Task statement:
Copy each line below in which the word "exponent" occurs.
* * * * * * *
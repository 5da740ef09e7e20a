use std::io::Cursor;

use crate::TransferError;

// ---------------------------------------------------------------------------
// Records
// ---------------------------------------------------------------------------

/// A scalar cell value from the source table.
#[derive(Debug, Clone, PartialEq)]
pub enum Value {
    Null,
    Bool(bool),
    Int(i64),
    Float(f64),
    Text(String),
}

impl Value {
    /// Renders the value as CSV field text.
    ///
    /// Nulls become empty fields and booleans are written `True`/`False`,
    /// which is what existing datasets on the platform already contain.
    pub fn render(&self) -> String {
        match self {
            Value::Null => String::new(),
            Value::Bool(true) => "True".into(),
            Value::Bool(false) => "False".into(),
            Value::Int(v) => v.to_string(),
            Value::Float(v) => render_float(*v),
            Value::Text(s) => s.clone(),
        }
    }
}

/// Shortest round-trip float text. Whole numbers keep a `.0`, and values
/// below 1e-4 or from 1e16 up switch to exponent form with a signed, two-digit
/// minimum exponent (`1e-07`, `1.5e+300`).
fn render_float(v: f64) -> String {
    if v.is_nan() {
        return "nan".into();
    }
    if v.is_infinite() {
        return if v > 0.0 { "inf" } else { "-inf" }.into();
    }
    if v == 0.0 {
        return format!("{v:.1}");
    }

    let sci = format!("{v:e}");
    let Some((mantissa, exp)) = sci
        .split_once('e')
        .and_then(|(m, e)| e.parse::<i32>().ok().map(|e| (m, e)))
    else {
        return v.to_string();
    };

    if (-4..16).contains(&exp) {
        if v.fract() == 0.0 {
            format!("{v:.1}")
        } else {
            v.to_string()
        }
    } else {
        let sign = if exp < 0 { '-' } else { '+' };
        format!("{mantissa}e{sign}{:02}", exp.unsigned_abs())
    }
}

impl From<&str> for Value {
    fn from(v: &str) -> Self {
        Value::Text(v.to_string())
    }
}

impl From<String> for Value {
    fn from(v: String) -> Self {
        Value::Text(v)
    }
}

impl From<i32> for Value {
    fn from(v: i32) -> Self {
        Value::Int(v.into())
    }
}

impl From<i64> for Value {
    fn from(v: i64) -> Self {
        Value::Int(v)
    }
}

impl From<f64> for Value {
    fn from(v: f64) -> Self {
        Value::Float(v)
    }
}

impl From<bool> for Value {
    fn from(v: bool) -> Self {
        Value::Bool(v)
    }
}

impl<T: Into<Value>> From<Option<T>> for Value {
    fn from(v: Option<T>) -> Self {
        v.map_or(Value::Null, Into::into)
    }
}

/// One source row: column names mapped to values, in column order.
#[derive(Debug, Clone, Default, PartialEq)]
pub struct Record {
    fields: Vec<(String, Value)>,
}

impl Record {
    /// Creates an empty record.
    pub fn new() -> Self {
        Self::default()
    }

    /// Sets `name` to `value`, keeping the original position if the
    /// column already exists.
    pub fn insert(&mut self, name: impl Into<String>, value: impl Into<Value>) {
        let name = name.into();
        let value = value.into();
        match self.fields.iter_mut().find(|(n, _)| *n == name) {
            Some((_, slot)) => *slot = value,
            None => self.fields.push((name, value)),
        }
    }

    /// Builder form of [`insert`](Self::insert).
    pub fn with(mut self, name: impl Into<String>, value: impl Into<Value>) -> Self {
        self.insert(name, value);
        self
    }

    /// Returns the value stored under `name`.
    pub fn get(&self, name: &str) -> Option<&Value> {
        self.fields.iter().find(|(n, _)| n == name).map(|(_, v)| v)
    }

    /// Column names in insertion order.
    pub fn column_names(&self) -> impl Iterator<Item = &str> {
        self.fields.iter().map(|(n, _)| n.as_str())
    }

    pub fn len(&self) -> usize {
        self.fields.len()
    }

    pub fn is_empty(&self) -> bool {
        self.fields.is_empty()
    }
}

impl<K: Into<String>, V: Into<Value>> FromIterator<(K, V)> for Record {
    fn from_iter<I: IntoIterator<Item = (K, V)>>(iter: I) -> Self {
        let mut record = Record::new();
        for (k, v) in iter {
            record.insert(k, v);
        }
        record
    }
}

// ---------------------------------------------------------------------------
// PayloadBuffer
// ---------------------------------------------------------------------------

/// An encoded CSV snapshot, header line first.
///
/// The byte length is fixed when the buffer is built and is the size every
/// `Content-Range` header refers to.
#[derive(Debug, Clone)]
pub struct PayloadBuffer {
    data: Vec<u8>,
    columns: Vec<String>,
    rows: usize,
}

impl PayloadBuffer {
    /// Encoded size in bytes.
    pub fn len(&self) -> u64 {
        self.data.len() as u64
    }

    pub fn is_empty(&self) -> bool {
        self.data.is_empty()
    }

    /// Raw encoded bytes.
    pub fn as_bytes(&self) -> &[u8] {
        &self.data
    }

    /// Header columns, in output order.
    pub fn columns(&self) -> &[String] {
        &self.columns
    }

    /// Number of data rows (the header is not counted).
    pub fn row_count(&self) -> usize {
        self.rows
    }

    /// Returns a seekable reader positioned at the first byte.
    pub fn reader(&self) -> Cursor<&[u8]> {
        Cursor::new(&self.data)
    }
}

/// Encodes `records` into a CSV payload.
///
/// The first record decides the header. Later records are looked up by column
/// name: missing columns become empty fields and extra columns are dropped.
pub fn encode_records(records: &[Record]) -> Result<PayloadBuffer, TransferError> {
    let first = records.first().ok_or(TransferError::EmptyInput)?;
    let columns: Vec<String> = first.column_names().map(str::to_string).collect();

    let mut data = Vec::new();
    let mut writer = csv::WriterBuilder::new()
        .terminator(csv::Terminator::CRLF)
        .from_writer(&mut data);
    writer.write_record(&columns)?;

    let mut mismatched = 0usize;
    for record in records {
        if record.len() != columns.len()
            || record.column_names().any(|n| !columns.iter().any(|c| c == n))
        {
            mismatched += 1;
        }
        writer.write_record(
            columns
                .iter()
                .map(|c| record.get(c).map(Value::render).unwrap_or_default()),
        )?;
    }

    writer.flush()?;
    drop(writer);

    if mismatched > 0 {
        tracing::warn!(
            rows = mismatched,
            columns = columns.len(),
            "records do not match the header columns"
        );
    }

    tracing::debug!(
        rows = records.len(),
        columns = columns.len(),
        bytes = data.len(),
        "payload encoded"
    );

    Ok(PayloadBuffer {
        data,
        columns,
        rows: records.len(),
    })
}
* * * * * * *
Result for this exercise:
/// below 1e-4 or from 1e16 up switch to exponent form with a signed, two-digit
/// minimum exponent (`1e-07`, `1.5e+300`).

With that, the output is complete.